Last time I saw John Lydon in Boston, he was playing a not-very-inspiring show with the Sex Pistols; a show that proved that even the greatest cultural screeds can come back as party music. Fate is a cruel thing: First you’re striking fear into the heart of the British Empire, then you’re splitting a bill with the Dropkick Murphys.
 
But maybe that was Johnny Rotten, fictional character, and not John Lydon, puppet master. Because Lydon once fronted a fearsome little band called Public Image Ltd., who made some rather startling records thirty years ago. That version of PiL—with Keith Levene mangling a guitar, Jah Wobble magnifying a bass, and Jeanette Lee apparently doing something—combined Krautrock and deep dub influences with a corrosive worldview; Lydon keened and yowled because proper singing wouldn’t convey quite enough disgust.  PiL got more user-friendly and less wonderful as it went along, even scoring a couple of hits before fizzling out in 1992.
 
And that was it, until Lydon—after a decade-plus of near-retirement—got some quick money from a butter commercial in the UK, and sunk it into resurrecting PiL.  Which isn’t the same as reuniting the band, because none of the well-known alumni are aboard: lead guitarist Lu Edmonds and drummer Bruce Smith were in the late-‘80s PiL, bassist Scott Frith is new, none ever played with Levene/Wobble. And Lydon’s butter money is likely half-melted by now, because the quite solid new album (the self-released This is PiL) barely raised a ripple, and the shows have been decidedly less than sold out. At the Royale in Boston, he drew roughly half the crowd that had come for Adam Ant seven nights earlier.
 
Which didn’t stop him from treating the show as a victory lap. Opener was the transitional single, “This is Not a Love Song” (originally Levene’s last with the band, though he was wiped and replaced with horns on the 1984 hit); it was a killer hook then and remains one now, and its satire still connects. First time around its central lyric—“Big business is very wise/ I’m crossing over to free enterprise” sounded like a final kiss-off to hippie idealism; now it sounds like a Republican campaign song. It’s an even better song if you’ve heard the bootleg Levene-produced version—and the band obviously had, since that’s the version they played. It’s more spare and guitar-driven, without the whiteboy funkisms.
 
That was the first sign of what this PiL is all about: Harking back to the first edition of the band. “Albatross” followed, even longer than the ten-minute version on Metal Box but retaining its lurching and ominous groove—You can’t make party music out of this. Lyrically it was sparer than the original, but Lydon didn’t forget the central line: “I know you very well/ You are unbearable.” Plenty more cathartic moments followed: “Flowers of Romance”, all drums and Mideastern ambiance (and true to the record, no bass); “Religion,” with references to church sex scandals; “Death Disco” with the screeching “Swan Lake” riff.
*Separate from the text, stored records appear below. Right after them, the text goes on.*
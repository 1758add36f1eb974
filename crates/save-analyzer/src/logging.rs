use crate::args::LogLevel;
use is_terminal::IsTerminal;
use tracing_subscriber::{EnvFilter, fmt};

/// Install the stderr subscriber. `RUST_LOG` takes precedence over `--log-level`.
pub fn init_logging(level: LogLevel) {
    let filter =
        EnvFilter::try_from_default_env().unwrap_or_else(|_| EnvFilter::new(level.to_string()));

    // A second init keeps the first subscriber.
    let _ = fmt()
        .with_env_filter(filter)
        .with_target(false)
        .with_ansi(std::io::stderr().is_terminal())
        .with_writer(std::io::stderr)
        .compact()
        .try_init();
}
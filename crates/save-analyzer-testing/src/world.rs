//! TestWorld pattern for declarative integration test setup.
//!
//! Provides a fluent interface for:
//! - Creating an isolated save directory
//! - Placing save files with controlled modification times
//! - Writing a config file
//! - Executing the CLI against that directory

use anyhow::Result;
use assert_cmd::Command;
use filetime::{FileTime, set_file_mtime};
use std::path::{Path, PathBuf};
use tempfile::TempDir;

/// Declarative test environment builder.
///
/// # Example
/// ```no_run
/// use save_analyzer_testing::TestWorld;
///
/// let world = TestWorld::new().with_saves_at(&[0, 100, 200]);
///
/// let result = world.run(&["--delay", "5m"]).unwrap();
/// assert!(result.success());
/// ```
pub struct TestWorld {
    temp_dir: TempDir,
    saves_dir: PathBuf,
    config_path: PathBuf,
    next_save: usize,
}

impl Default for TestWorld {
    fn default() -> Self {
        Self::new()
    }
}

impl TestWorld {
    /// Create a new isolated test environment with an empty `saves/` directory.
    pub fn new() -> Self {
        let temp_dir = TempDir::new().expect("Failed to create temp dir");
        let saves_dir = temp_dir.path().join("saves");
        let config_path = temp_dir.path().join("config.toml");

        std::fs::create_dir_all(&saves_dir).expect("Failed to create saves dir");

        Self {
            temp_dir,
            saves_dir,
            config_path,
            next_save: 0,
        }
    }

    /// Get the saves directory path.
    pub fn saves_dir(&self) -> &Path {
        &self.saves_dir
    }

    /// Get the temp directory root.
    pub fn temp_dir(&self) -> &Path {
        self.temp_dir.path()
    }

    /// Place a save file whose modification time is `unix_secs`.
    pub fn with_save(self, name: &str, unix_secs: i64) -> Self {
        self.write_save(&self.saves_dir.join(name), unix_secs)
            .expect("Failed to write save file");
        self
    }

    /// Place one generated save file per timestamp.
    pub fn with_saves_at(mut self, timestamps: &[i64]) -> Self {
        for ts in timestamps {
            let name = format!("save_{:04}.sav", self.next_save);
            self.next_save += 1;
            self = self.with_save(&name, *ts);
        }
        self
    }

    /// Create a sub-directory (with one file inside) in the saves directory.
    pub fn with_subdir(self, name: &str, unix_secs: i64) -> Self {
        let dir = self.saves_dir.join(name);
        std::fs::create_dir_all(&dir).expect("Failed to create sub-directory");
        self.write_save(&dir.join("nested.sav"), unix_secs)
            .expect("Failed to write nested save file");
        self
    }

    /// Write `config.toml` with the given contents.
    pub fn with_config(self, toml: &str) -> Self {
        std::fs::write(&self.config_path, toml).expect("Failed to write config file");
        self
    }

    fn write_save(&self, path: &Path, unix_secs: i64) -> Result<()> {
        std::fs::write(path, b"SAVEDATA")?;
        set_file_mtime(path, FileTime::from_unix_time(unix_secs, 0))?;
        Ok(())
    }

    /// Configure a CLI command with this test environment's settings.
    ///
    /// The config lookup is pinned to this world's `config.toml` so that a
    /// developer's own config never leaks into tests.
    pub fn configure_command<'a>(&self, cmd: &'a mut Command) -> &'a mut Command {
        cmd.env("SAVE_ANALYZER_CONFIG", &self.config_path)
            .env_remove("RUST_LOG")
            .current_dir(self.temp_dir.path())
    }

    /// Run the CLI with `--dir <saves>` followed by `args`.
    pub fn run(&self, args: &[&str]) -> Result<CliResult> {
        let mut full_args: Vec<&str> = Vec::with_capacity(args.len() + 2);
        let dir = self.saves_dir.to_string_lossy().to_string();
        full_args.push("--dir");
        full_args.push(&dir);
        full_args.extend_from_slice(args);
        self.run_raw(&full_args)
    }

    /// Run the CLI with exactly `args` (no implicit `--dir`).
    #[allow(deprecated)]
    pub fn run_raw(&self, args: &[&str]) -> Result<CliResult> {
        let mut cmd = Command::cargo_bin("save-analyzer")
            .map_err(|e| anyhow::anyhow!("Failed to find save-analyzer binary: {}", e))?;

        self.configure_command(&mut cmd);
        cmd.args(args);

        let output = cmd.output()?;

        Ok(CliResult {
            status: output.status,
            stdout: String::from_utf8_lossy(&output.stdout).to_string(),
            stderr: String::from_utf8_lossy(&output.stderr).to_string(),
        })
    }
}

/// Result of a CLI command execution.
#[derive(Debug)]
pub struct CliResult {
    pub status: std::process::ExitStatus,
    pub stdout: String,
    pub stderr: String,
}

impl CliResult {
    /// Check if the command succeeded.
    pub fn success(&self) -> bool {
        self.status.success()
    }

    /// Parse stdout as JSON.
    pub fn json(&self) -> Result<serde_json::Value> {
        Ok(serde_json::from_str(&self.stdout)?)
    }

    /// Get stdout as a string.
    pub fn stdout(&self) -> &str {
        &self.stdout
    }

    /// Get stderr as a string.
    pub fn stderr(&self) -> &str {
        &self.stderr
    }
}
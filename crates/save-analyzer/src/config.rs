use crate::args::Cli;
use crate::presentation::formatters::parse_duration_arg;
use anyhow::{Context, Result, anyhow};
use save_analyzer_engine::SegmentConfig;
use serde::{Deserialize, Serialize};
use std::path::{Path, PathBuf};

/// Environment variable pointing at an alternative config file
pub const CONFIG_PATH_ENV: &str = "SAVE_ANALYZER_CONFIG";

/// Resolve the config file path based on priority:
/// 1. Explicit `--config` path (with tilde expansion)
/// 2. SAVE_ANALYZER_CONFIG environment variable (with tilde expansion)
/// 3. `<config_dir>/save-analyzer/config.toml`
///
/// Returns `None` only when no config directory can be determined.
pub fn resolve_config_path(explicit_path: Option<&Path>) -> Option<PathBuf> {
    if let Some(path) = explicit_path {
        return Some(expand_tilde(&path.to_string_lossy()));
    }

    if let Ok(env_path) = std::env::var(CONFIG_PATH_ENV) {
        return Some(expand_tilde(&env_path));
    }

    dirs::config_dir().map(|dir| dir.join("save-analyzer").join("config.toml"))
}

fn expand_tilde(path: &str) -> PathBuf {
    if let Some(stripped) = path.strip_prefix("~/")
        && let Some(home) = dirs::home_dir()
    {
        return home.join(stripped);
    }
    PathBuf::from(path)
}

/// Contents of `config.toml`. Every key is optional.
#[derive(Debug, Clone, Default, PartialEq, Eq, Serialize, Deserialize)]
#[serde(deny_unknown_fields)]
pub struct Config {
    #[serde(default)]
    pub dir: Option<PathBuf>,
    #[serde(default)]
    pub delay: Option<String>,
    #[serde(default)]
    pub short: Option<usize>,
    #[serde(default)]
    pub table: Option<bool>,
}

impl Config {
    /// Missing file means defaults; a file that exists must parse.
    pub fn load_from(path: &Path) -> Result<Self> {
        if !path.exists() {
            return Ok(Self::default());
        }

        let content = std::fs::read_to_string(path)
            .with_context(|| format!("Failed to read config file {}", path.display()))?;
        let config: Config = toml::from_str(&content)
            .with_context(|| format!("Invalid config file {}", path.display()))?;
        Ok(config)
    }
}

/// Effective settings after layering flags over the config file over defaults.
#[derive(Debug, Clone, PartialEq, Eq)]
pub struct Settings {
    /// `None` means the directory of the running executable
    pub dir: Option<PathBuf>,
    pub segment: SegmentConfig,
    pub show_table: bool,
}

impl Settings {
    pub fn resolve(cli: &Cli, file: Config) -> Result<Self> {
        let defaults = SegmentConfig::default();

        let gap_threshold = match (cli.delay, file.delay.as_deref()) {
            (Some(secs), _) => secs,
            (None, Some(delay)) => parse_duration_arg(delay)
                .map_err(|e| anyhow!("Invalid delay in config file: {}", e))?,
            (None, None) => defaults.gap_threshold,
        };

        let min_saves = cli.short.or(file.short).unwrap_or(defaults.min_saves);

        Ok(Self {
            dir: cli.dir.clone().or(file.dir),
            segment: SegmentConfig::new(gap_threshold, min_saves),
            show_table: cli.table || file.table.unwrap_or(false),
        })
    }
}

#[cfg(test)]
mod tests {
    use super::*;
    use clap::Parser;
    use tempfile::TempDir;

    fn cli(args: &[&str]) -> Cli {
        let mut full = vec!["save-analyzer"];
        full.extend_from_slice(args);
        Cli::try_parse_from(full).unwrap()
    }

    #[test]
    fn test_load_nonexistent_returns_default() -> Result<()> {
        let temp_dir = TempDir::new()?;
        let config = Config::load_from(&temp_dir.path().join("nonexistent.toml"))?;
        assert_eq!(config, Config::default());
        Ok(())
    }

    #[test]
    fn test_load_config_file() -> Result<()> {
        let temp_dir = TempDir::new()?;
        let path = temp_dir.path().join("config.toml");
        std::fs::write(
            &path,
            "dir = \"/games/saves\"\ndelay = \"45m\"\nshort = 3\ntable = true\n",
        )?;

        let config = Config::load_from(&path)?;
        assert_eq!(config.dir, Some(PathBuf::from("/games/saves")));
        assert_eq!(config.delay.as_deref(), Some("45m"));
        assert_eq!(config.short, Some(3));
        assert_eq!(config.table, Some(true));
        Ok(())
    }

    #[test]
    fn test_unknown_key_rejected() -> Result<()> {
        let temp_dir = TempDir::new()?;
        let path = temp_dir.path().join("config.toml");
        std::fs::write(&path, "delai = \"45m\"\n")?;

        assert!(Config::load_from(&path).is_err());
        Ok(())
    }

    #[test]
    fn test_defaults_without_flags_or_file() -> Result<()> {
        let settings = Settings::resolve(&cli(&[]), Config::default())?;
        assert_eq!(settings.dir, None);
        assert_eq!(settings.segment, SegmentConfig::new(1800, 2));
        assert!(!settings.show_table);
        Ok(())
    }

    #[test]
    fn test_file_values_apply() -> Result<()> {
        let file = Config {
            dir: Some(PathBuf::from("/games/saves")),
            delay: Some("1h".to_string()),
            short: Some(4),
            table: Some(true),
        };
        let settings = Settings::resolve(&cli(&[]), file)?;
        assert_eq!(settings.dir, Some(PathBuf::from("/games/saves")));
        assert_eq!(settings.segment, SegmentConfig::new(3600, 4));
        assert!(settings.show_table);
        Ok(())
    }

    #[test]
    fn test_flags_override_file() -> Result<()> {
        let file = Config {
            dir: Some(PathBuf::from("/games/saves")),
            delay: Some("1h".to_string()),
            short: Some(4),
            table: None,
        };
        let flags = cli(&["-d", "/other", "--delay", "10m", "-s", "1"]);
        let settings = Settings::resolve(&flags, file)?;
        assert_eq!(settings.dir, Some(PathBuf::from("/other")));
        assert_eq!(settings.segment, SegmentConfig::new(600, 1));
        Ok(())
    }

    #[test]
    fn test_bad_delay_in_file() {
        let file = Config {
            delay: Some("forever".to_string()),
            ..Config::default()
        };
        let err = Settings::resolve(&cli(&[]), file).unwrap_err();
        assert!(err.to_string().contains("Invalid delay in config file"));
    }

    #[test]
    fn test_explicit_config_path_wins() {
        let path = resolve_config_path(Some(Path::new("/tmp/custom.toml")));
        assert_eq!(path, Some(PathBuf::from("/tmp/custom.toml")));
    }
}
Intense? Sure. Nostalgic? A little, but it helps that this material never got much of a live airing the first time and alt-rock radio ignored most of it. And the band took every occasion to stretch things out: Let’s face it, this is a jam band, but in the best exploratory sense.
 
As for Lydon, it’s hard to take your eyes off him: Even with a few additional pounds and the world’s last remaining orange Mohawk, he’s got the piercing stare down to an art. And for someone who used to spit at the notion of rock stardom, he’s quite the charismatic performer—whether leading sing-alongs (“Anger is an energy….What is anger!?”) or gesturing to include the audience when singing “What are friends for?” on “Disappointed”.  His new nicer-guy image was somewhat blown at the start of the encore, when he got nastier than necessary in putting down a woman who’d unsuccessfully tried to jump the stage(It was curious that he berated her for being drunk since Lydon swigged liberally from a gallon bottle of what looked like good bourbon; anyone that close could’ve probably gotten a contact buzz). But he made amends by singing off, after a long encore, with “We are PiL, and we do it because we love it!” By all evidence he meant it, man.